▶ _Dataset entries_
-------
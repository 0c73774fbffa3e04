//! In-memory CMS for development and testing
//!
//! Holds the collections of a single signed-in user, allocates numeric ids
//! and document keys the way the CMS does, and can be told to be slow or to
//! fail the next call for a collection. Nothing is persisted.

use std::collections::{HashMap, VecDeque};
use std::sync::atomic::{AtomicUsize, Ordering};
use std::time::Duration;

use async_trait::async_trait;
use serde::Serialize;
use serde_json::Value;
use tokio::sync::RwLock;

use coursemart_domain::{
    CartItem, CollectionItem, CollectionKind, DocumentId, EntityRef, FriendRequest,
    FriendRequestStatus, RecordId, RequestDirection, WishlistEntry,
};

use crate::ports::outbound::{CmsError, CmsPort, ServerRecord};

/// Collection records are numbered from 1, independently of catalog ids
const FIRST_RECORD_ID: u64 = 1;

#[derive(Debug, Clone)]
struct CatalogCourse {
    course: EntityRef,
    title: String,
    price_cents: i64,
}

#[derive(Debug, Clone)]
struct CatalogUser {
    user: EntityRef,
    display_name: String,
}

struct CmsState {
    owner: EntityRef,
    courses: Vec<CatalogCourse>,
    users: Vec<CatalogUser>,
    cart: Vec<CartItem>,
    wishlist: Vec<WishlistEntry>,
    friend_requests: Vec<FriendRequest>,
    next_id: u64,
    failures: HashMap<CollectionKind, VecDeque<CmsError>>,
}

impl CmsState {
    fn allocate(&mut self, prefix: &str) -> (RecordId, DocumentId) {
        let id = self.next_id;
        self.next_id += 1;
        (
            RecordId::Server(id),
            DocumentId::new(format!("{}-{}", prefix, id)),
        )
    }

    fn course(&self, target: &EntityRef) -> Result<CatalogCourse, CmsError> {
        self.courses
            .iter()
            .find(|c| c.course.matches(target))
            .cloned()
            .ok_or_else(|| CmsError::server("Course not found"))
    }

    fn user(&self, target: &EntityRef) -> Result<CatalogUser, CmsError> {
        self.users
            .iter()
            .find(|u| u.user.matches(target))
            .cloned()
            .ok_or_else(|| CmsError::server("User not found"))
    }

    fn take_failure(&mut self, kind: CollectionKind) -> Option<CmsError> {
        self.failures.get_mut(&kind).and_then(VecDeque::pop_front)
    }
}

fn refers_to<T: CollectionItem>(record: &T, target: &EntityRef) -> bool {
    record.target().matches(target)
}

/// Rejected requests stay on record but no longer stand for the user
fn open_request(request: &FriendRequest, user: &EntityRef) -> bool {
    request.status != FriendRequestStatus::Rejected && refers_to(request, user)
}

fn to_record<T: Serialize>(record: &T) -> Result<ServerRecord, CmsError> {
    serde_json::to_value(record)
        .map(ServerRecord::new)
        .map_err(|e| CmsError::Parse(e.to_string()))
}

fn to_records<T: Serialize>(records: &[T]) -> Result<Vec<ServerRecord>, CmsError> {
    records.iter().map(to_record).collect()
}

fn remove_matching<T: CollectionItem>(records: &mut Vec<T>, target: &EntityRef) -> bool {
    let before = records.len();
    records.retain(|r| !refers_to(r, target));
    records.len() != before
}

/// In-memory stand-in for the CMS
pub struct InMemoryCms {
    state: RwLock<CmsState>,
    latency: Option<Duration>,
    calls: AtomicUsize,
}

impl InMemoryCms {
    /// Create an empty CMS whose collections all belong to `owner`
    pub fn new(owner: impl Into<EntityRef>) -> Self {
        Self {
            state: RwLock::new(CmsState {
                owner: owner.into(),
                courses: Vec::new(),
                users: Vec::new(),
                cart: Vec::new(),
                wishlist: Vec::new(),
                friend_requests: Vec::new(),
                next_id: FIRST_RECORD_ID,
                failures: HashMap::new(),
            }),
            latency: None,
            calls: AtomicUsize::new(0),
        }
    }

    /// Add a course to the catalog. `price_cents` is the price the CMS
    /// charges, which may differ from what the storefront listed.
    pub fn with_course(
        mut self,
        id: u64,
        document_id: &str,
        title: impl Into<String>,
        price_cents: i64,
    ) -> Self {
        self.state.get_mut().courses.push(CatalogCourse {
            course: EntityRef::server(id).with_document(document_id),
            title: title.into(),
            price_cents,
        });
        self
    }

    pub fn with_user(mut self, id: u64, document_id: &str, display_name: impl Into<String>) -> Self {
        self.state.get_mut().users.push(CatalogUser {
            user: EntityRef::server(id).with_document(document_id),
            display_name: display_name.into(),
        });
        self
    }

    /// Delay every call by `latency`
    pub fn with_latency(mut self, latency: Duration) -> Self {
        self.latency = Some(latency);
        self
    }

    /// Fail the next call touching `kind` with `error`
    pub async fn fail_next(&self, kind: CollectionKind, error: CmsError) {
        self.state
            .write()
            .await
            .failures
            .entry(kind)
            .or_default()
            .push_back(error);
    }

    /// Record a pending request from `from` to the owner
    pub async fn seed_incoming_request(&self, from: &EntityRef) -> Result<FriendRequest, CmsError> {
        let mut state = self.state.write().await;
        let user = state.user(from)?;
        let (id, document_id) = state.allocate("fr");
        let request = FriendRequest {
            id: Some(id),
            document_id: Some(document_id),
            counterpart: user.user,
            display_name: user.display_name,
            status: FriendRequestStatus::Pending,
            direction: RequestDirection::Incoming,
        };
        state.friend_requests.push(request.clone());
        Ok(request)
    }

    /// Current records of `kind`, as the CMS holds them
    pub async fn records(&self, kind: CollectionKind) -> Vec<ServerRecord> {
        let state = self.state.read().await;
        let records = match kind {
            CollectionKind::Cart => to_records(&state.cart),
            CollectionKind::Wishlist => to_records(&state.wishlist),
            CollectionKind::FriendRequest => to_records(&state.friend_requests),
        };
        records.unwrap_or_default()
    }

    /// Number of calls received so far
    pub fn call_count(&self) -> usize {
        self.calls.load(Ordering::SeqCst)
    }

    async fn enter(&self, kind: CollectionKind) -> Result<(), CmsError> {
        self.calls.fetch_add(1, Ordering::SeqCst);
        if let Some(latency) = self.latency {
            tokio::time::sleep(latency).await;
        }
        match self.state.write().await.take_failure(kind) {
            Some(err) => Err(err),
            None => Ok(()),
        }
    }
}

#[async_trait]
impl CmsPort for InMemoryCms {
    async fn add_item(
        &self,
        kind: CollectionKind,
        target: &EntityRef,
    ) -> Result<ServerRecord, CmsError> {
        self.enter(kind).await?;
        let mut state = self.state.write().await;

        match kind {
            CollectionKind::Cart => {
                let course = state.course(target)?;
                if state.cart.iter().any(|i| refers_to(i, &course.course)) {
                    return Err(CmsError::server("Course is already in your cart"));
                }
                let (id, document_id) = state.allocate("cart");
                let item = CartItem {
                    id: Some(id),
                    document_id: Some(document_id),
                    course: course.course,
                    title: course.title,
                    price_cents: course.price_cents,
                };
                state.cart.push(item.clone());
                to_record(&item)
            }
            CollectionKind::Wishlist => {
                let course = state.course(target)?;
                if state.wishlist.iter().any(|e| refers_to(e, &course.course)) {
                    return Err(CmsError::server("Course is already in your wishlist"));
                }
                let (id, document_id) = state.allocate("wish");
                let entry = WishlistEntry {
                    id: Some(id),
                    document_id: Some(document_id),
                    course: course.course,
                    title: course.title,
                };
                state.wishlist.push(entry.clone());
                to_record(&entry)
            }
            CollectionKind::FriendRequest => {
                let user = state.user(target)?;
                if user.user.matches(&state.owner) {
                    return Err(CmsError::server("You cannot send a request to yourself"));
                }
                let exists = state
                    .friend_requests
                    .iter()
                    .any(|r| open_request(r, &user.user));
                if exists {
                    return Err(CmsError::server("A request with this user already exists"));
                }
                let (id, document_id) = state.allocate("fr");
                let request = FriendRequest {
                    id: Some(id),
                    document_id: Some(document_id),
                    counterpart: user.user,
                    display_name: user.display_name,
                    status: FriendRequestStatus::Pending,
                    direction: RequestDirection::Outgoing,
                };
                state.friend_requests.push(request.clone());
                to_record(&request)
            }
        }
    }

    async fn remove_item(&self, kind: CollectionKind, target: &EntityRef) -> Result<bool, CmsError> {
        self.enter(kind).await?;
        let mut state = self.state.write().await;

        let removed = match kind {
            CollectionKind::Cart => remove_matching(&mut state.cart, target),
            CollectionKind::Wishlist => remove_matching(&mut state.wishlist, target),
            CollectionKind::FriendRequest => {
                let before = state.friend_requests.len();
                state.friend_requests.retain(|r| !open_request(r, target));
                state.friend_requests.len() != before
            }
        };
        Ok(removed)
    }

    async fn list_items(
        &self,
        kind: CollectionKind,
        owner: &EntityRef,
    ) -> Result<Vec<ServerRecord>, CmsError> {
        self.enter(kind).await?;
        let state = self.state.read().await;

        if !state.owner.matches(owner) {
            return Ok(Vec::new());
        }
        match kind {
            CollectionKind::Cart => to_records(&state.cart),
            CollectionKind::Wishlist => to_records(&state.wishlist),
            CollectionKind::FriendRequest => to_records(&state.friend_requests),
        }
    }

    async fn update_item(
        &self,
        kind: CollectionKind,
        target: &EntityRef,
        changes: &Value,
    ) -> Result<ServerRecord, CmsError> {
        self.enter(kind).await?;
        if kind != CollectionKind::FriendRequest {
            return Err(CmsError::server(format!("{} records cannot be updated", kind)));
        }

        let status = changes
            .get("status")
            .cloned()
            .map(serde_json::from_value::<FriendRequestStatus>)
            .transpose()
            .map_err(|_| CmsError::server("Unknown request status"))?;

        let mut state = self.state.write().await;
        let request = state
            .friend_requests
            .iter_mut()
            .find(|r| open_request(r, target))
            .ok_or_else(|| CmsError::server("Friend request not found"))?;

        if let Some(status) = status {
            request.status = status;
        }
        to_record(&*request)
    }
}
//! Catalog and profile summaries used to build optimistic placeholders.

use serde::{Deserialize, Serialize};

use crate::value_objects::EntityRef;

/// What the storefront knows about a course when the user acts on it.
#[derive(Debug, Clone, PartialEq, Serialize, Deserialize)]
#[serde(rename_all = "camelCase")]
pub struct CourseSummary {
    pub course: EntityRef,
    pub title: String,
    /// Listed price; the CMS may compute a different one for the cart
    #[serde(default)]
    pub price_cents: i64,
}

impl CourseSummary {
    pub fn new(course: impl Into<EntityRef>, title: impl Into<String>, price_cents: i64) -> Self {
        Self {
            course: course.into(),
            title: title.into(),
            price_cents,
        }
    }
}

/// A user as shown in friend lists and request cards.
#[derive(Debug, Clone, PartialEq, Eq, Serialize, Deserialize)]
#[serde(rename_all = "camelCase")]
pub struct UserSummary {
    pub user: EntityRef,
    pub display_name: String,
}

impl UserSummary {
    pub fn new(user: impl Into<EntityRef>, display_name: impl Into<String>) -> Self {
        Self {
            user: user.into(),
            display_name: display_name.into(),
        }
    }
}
-------
▶ _Work order_
State the number of lines in the records that include the string "VecDeque", without any other words.

▶ _Exercise output_
3